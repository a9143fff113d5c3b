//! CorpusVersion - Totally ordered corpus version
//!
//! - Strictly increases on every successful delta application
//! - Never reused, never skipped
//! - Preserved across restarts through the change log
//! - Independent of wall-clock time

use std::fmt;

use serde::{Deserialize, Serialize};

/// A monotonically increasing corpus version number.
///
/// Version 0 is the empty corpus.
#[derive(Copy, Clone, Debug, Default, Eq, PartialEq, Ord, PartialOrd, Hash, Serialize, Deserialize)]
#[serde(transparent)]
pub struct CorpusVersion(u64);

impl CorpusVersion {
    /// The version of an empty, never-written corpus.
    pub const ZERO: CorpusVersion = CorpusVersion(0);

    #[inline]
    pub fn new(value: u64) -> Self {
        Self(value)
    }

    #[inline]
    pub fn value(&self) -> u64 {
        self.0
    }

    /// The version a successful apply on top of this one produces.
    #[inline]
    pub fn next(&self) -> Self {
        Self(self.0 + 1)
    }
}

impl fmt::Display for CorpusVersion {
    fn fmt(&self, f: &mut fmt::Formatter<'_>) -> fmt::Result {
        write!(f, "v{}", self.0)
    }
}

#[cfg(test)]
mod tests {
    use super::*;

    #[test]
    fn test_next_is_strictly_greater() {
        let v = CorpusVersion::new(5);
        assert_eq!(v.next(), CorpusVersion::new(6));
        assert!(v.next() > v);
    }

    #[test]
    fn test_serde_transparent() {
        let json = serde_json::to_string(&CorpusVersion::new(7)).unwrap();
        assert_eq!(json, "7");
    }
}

---

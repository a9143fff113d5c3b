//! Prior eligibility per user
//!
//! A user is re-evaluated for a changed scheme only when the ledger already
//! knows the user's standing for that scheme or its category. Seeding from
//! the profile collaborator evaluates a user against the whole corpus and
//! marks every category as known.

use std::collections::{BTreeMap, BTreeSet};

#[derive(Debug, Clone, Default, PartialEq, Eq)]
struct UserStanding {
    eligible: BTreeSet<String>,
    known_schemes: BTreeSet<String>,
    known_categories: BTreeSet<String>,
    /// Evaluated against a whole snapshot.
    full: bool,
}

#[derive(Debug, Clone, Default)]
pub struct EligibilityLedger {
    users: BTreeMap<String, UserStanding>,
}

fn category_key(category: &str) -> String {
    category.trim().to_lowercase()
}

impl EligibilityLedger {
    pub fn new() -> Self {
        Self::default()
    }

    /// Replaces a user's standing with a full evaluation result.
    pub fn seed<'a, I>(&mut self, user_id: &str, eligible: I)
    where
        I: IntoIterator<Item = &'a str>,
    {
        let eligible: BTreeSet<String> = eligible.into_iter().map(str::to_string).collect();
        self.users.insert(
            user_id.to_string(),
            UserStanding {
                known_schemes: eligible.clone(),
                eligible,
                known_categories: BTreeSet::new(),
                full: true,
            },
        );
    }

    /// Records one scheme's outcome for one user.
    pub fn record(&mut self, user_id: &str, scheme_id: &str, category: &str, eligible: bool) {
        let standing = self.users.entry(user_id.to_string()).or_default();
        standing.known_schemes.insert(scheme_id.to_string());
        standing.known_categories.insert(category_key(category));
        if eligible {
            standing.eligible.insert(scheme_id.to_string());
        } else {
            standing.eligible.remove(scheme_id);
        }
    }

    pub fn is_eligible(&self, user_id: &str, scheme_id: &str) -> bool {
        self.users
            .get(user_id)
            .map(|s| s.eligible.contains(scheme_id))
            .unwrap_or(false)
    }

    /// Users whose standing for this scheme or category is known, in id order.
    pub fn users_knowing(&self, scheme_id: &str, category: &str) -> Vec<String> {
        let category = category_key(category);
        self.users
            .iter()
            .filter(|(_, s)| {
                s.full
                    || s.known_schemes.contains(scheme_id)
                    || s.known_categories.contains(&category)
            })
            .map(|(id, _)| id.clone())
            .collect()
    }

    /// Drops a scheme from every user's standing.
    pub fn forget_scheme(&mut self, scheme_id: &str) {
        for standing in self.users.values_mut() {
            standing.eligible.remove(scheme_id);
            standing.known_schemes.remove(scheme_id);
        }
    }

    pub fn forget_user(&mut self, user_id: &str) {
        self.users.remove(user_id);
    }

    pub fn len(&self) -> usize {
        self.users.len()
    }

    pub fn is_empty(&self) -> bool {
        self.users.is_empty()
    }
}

* What you should do: How many of the lines in the records include the word "successful"? Only the number should be given.

* Solution for this task: 2